CI At one point in Parts of Some Sextets (1965) you sat on a pile of mattresses and in Discreteness (1966) you used panels and pieces of wood that looks like a large installation. Could you talk about how your use of props veered between almost formalist protest based sculpture and props?

YR I was interested in finding ways in which effort could be made evident or not. I assembled various objects and among them was a mattress from the previous year. Parts of Some Sextets is a dance with ten people and 12 mattresses. The act of lugging these objects around interested me. I also included different kinds of objects, from plywood panels to beams to Carl Andre’s Styrofoam beams to a piece of paper, to a 50 pound Otis elevator weight.

CI Could we talk about this specific Peter Moore photograph on page 304 of Work 1961–73. What stage of the performance are we at?

YR This must be halfway through because you can see Steve Paxton on a swing that goes up 50ft and his instructions were to let it complete its arc. At some point he is front of a close-up of Jimmy Cagney in a film called Come Fill the Cup (1951) and Cagney is crying. There was another screen composed of wooden blocks at another side of the space on which was projected a clip from a WC Fields’ film where he juggles cigar boxes. Different electronically controlled events took place while a dozen people moved objects around on the floor.

CI Carl Andre performed in this piece, didn’t he?

YR Yes, he wanted to be a part of it. All kinds of people took part.

CI Did he have an influence on the way the pieces were placed?

YR Not at all.

CI What did you think of artists such as Rauschenberg, Robert Myers, Bruce Nauman and Joan Jonas who came from different disciplines and incorporated dance into their work?

YR There was a cross-fertilisation process going on. In one happening in 1960 Patti Oldenburg did this little dance in a purple leotard with a pole and some material draped from it. It was wonderful and she certainly was not trained as a dancer. It was clear that untrained people could dance and choreograph. Alex Hay did wonderful stuff, and Carolee Schneemann and Bob Morris got into the act. I think one of his first pieces was a collaboration with Judith Dunn.

CI Was there any documentation of how everything was placed from beginning to end and how everything looked at the end?

YR Peter Moore documented it, and before he died, Billy Kluver worked for ten years on editing film footage of all the events that took place in that two week; Julie Martin, his widow, has continued this. Trio A is my best known work because it’s the only one that has survived as a film of me actually doing it. Although it was devised in 1965, it was first performed in January 1966 by Steve Paxton, David Gordon and me; the film was produced in 1978 by Sally Baines.

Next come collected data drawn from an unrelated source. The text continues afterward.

//! Corpus processing pipeline: discovery, per-file loop, dataset output.

use std::path::{Path, PathBuf};

use indicatif::{ProgressBar, ProgressStyle};
use roxmltree::Document;
use tracing::{debug, warn};
use walkdir::WalkDir;

use crate::config::{validate_source_dir, CORPUS_EXTENSION};
use crate::dataset::DatasetWriter;
use crate::error::{ExtractorError, Result};
use crate::extractor::{extract, ExtractOutcome};

/// Counts for one completed run.
#[derive(Debug, Clone, Copy, PartialEq, Eq)]
pub struct RunSummary {
    /// Corpus files discovered.
    pub discovered: usize,

    /// Records written to the dataset.
    pub written: usize,

    /// Documents skipped over a missing required field.
    pub skipped: usize,
}

/// Discover corpus files in a directory.
///
/// Lists `*.xml` files directly in `dir` (no recursion), sorted by file
/// name so output order is stable across platforms.
pub fn discover_corpus_files(dir: &Path) -> Result<Vec<PathBuf>> {
    validate_source_dir(dir)?;

    let mut files = Vec::new();
    for entry in WalkDir::new(dir).min_depth(1).max_depth(1) {
        let entry = entry.map_err(std::io::Error::from)?;
        let path = entry.path();
        if entry.file_type().is_file()
            && path.extension().and_then(|e| e.to_str()) == Some(CORPUS_EXTENSION)
        {
            files.push(path.to_path_buf());
        }
    }

    files.sort();
    Ok(files)
}

/// Process a corpus directory into a dataset file.
///
/// For each discovered file: parse, extract, append the record or log the
/// skip. Documents are independent; no state is carried between them. A
/// malformed or unreadable file aborts the run, with all rows appended so
/// far preserved in the output.
///
/// # Arguments
/// * `source_dir` - Directory containing TEI XML files
/// * `output` - Output CSV path, appended to if it already holds a dataset
pub fn process_corpus(source_dir: &Path, output: &Path) -> Result<RunSummary> {
    let files = discover_corpus_files(source_dir)?;
    let mut writer = DatasetWriter::open(output)?;

    let pb = ProgressBar::new(files.len() as u64);
    #[allow(clippy::expect_used)] // Static template string that is guaranteed to be valid
    pb.set_style(
        ProgressStyle::default_bar()
            .template("{bar:40.cyan/blue} {pos}/{len} {msg}")
            .expect("valid template"),
    );

    let mut written = 0;
    let mut skipped = 0;

    for path in &files {
        let file_name = path
            .file_name()
            .and_then(|n| n.to_str())
            .unwrap_or_default()
            .to_string();
        pb.set_message(file_name.clone());

        let xml = std::fs::read_to_string(path)?;
        let doc = Document::parse(&xml).map_err(|source| ExtractorError::DocumentParse {
            file: file_name.clone(),
            source,
        })?;

        match extract(&doc, &file_name) {
            ExtractOutcome::Record(record) => {
                writer.append(&record)?;
                written += 1;
                debug!(file = file_name, "record written");
            }
            ExtractOutcome::Skipped { field } => {
                skipped += 1;
                warn!(file = file_name, field, "document skipped");
            }
        }

        pb.inc(1);
    }

    pb.finish_and_clear();
    writer.finish()?;

    Ok(RunSummary {
        discovered: files.len(),
        written,
        skipped,
    })
}
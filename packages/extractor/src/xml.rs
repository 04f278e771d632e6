//! XML utility functions for navigating namespace-aware TEI trees.

use std::sync::LazyLock;

use regex::Regex;
use roxmltree::{Document, Node};

use crate::config::TEI_NS;

/// Regex matching runs of whitespace, including newlines.
#[allow(clippy::expect_used)] // Static regex that is guaranteed to be valid
static WHITESPACE_RUN: LazyLock<Regex> =
    LazyLock::new(|| Regex::new(r"\s+").expect("valid regex"));

/// Check if a node is an element with the given local name in the TEI namespace.
///
/// # Examples
/// ```
/// use roxmltree::Document;
/// use textarchiv_extractor::xml::has_tei_tag;
///
/// let xml = r#"<TEI xmlns="http://www.tei-c.org/ns/1.0"><title/></TEI>"#;
/// let doc = Document::parse(xml).unwrap();
/// let title = doc.root_element().first_element_child().unwrap();
/// assert!(has_tei_tag(title, "title"));
/// assert!(!has_tei_tag(title, "author"));
/// ```
pub fn has_tei_tag(node: Node<'_, '_>, tag: &str) -> bool {
    node.is_element()
        && node.tag_name().name() == tag
        && node.tag_name().namespace() == Some(TEI_NS)
}

/// Iterate over all TEI elements with the given local name, in document order.
///
/// # Arguments
/// * `doc` - Parsed document
/// * `tag` - Local element name (e.g., "titleStmt")
pub fn tei_descendants<'a, 'input: 'a>(
    doc: &'a Document<'input>,
    tag: &'a str,
) -> impl Iterator<Item = Node<'a, 'input>> + 'a {
    doc.descendants().filter(move |n| has_tei_tag(*n, tag))
}

/// Find all child elements with the given TEI tag name.
pub fn tei_children<'a, 'input>(
    node: Node<'a, 'input>,
    tag: &'a str,
) -> impl Iterator<Item = Node<'a, 'input>> {
    node.children().filter(move |child| has_tei_tag(*child, tag))
}

/// Get the direct text content of a node, trimmed.
pub fn get_text(node: Node<'_, '_>) -> String {
    node.text()
        .map(|s| s.trim().to_string())
        .unwrap_or_default()
}

/// Collapse all whitespace runs (including newlines) to single spaces and trim.
///
/// Idempotent: collapsing already-collapsed text yields the same text.
///
/// # Examples
/// ```
/// use textarchiv_extractor::xml::collapse_whitespace;
///
/// assert_eq!(collapse_whitespace("Es  war\n einmal"), "Es war einmal");
/// ```
pub fn collapse_whitespace(text: &str) -> String {
    WHITESPACE_RUN.replace_all(text.trim(), " ").to_string()
}
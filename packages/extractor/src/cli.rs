//! Command-line interface for the extractor.

use std::path::{Path, PathBuf};

use clap::{Parser, Subcommand};
use console::style;

use crate::config::{validate_source_dir, DEFAULT_OUTPUT_FILE};
use crate::error::Result;
use crate::pipeline::process_corpus;

/// Textarchiv Extractor - Flatten a TEI corpus into a CSV dataset.
#[derive(Parser)]
#[command(name = "textarchiv-extractor")]
#[command(version, about, long_about = None)]
pub struct Cli {
    #[command(subcommand)]
    pub command: Commands,
}

#[derive(Subcommand)]
pub enum Commands {
    /// Process a corpus directory into a dataset file.
    Extract {
        /// Directory containing TEI XML files
        source_dir: PathBuf,

        /// Output CSV path (default: dataset.csv)
        #[arg(short, long)]
        output: Option<PathBuf>,
    },
}

/// Run the CLI.
pub fn run() -> Result<()> {
    let cli = Cli::parse();

    match cli.command {
        Commands::Extract { source_dir, output } => {
            extract_command(&source_dir, output.as_deref())
        }
    }
}

/// Execute the extract command.
fn extract_command(source_dir: &Path, output: Option<&Path>) -> Result<()> {
    // Validate the source before opening the output
    validate_source_dir(source_dir)?;

    let output_path = output
        .map(Path::to_path_buf)
        .unwrap_or_else(|| PathBuf::from(DEFAULT_OUTPUT_FILE));

    println!(
        "{} {} into {}",
        style("Extracting").bold(),
        style(source_dir.display()).cyan(),
        style(output_path.display()).green()
    );
    println!();

    let summary = process_corpus(source_dir, &output_path)?;

    println!("  Files: {}", summary.discovered);
    println!("  Rows written: {}", style(summary.written).green());
    if summary.skipped > 0 {
        println!("  Skipped: {}", style(summary.skipped).yellow().bold());
    }
    println!();
    println!(
        "{} {}",
        style("Saved to:").green().bold(),
        output_path.display()
    );

    Ok(())
}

CI What was the evolution of Trio A?

YR Trio A is a series of moves that can be done as a solo or as a trio. Each person finds the pace that suits their anatomy and sensibility. It’s been performed by skilled and untrained people; 50 people learned it at a session at Connecticut College in 1969, it’s been done to the song ‘In the Midnight Hour’ by the Chambers Brothers, and in the nude with American flags to protest the Vietnam War. For a version at the Getty Museum, a spectator ran around trying to keep the primary dancers’ gaze in view, or meet the gaze of the dancer.

CI When was the first time film appears in your work?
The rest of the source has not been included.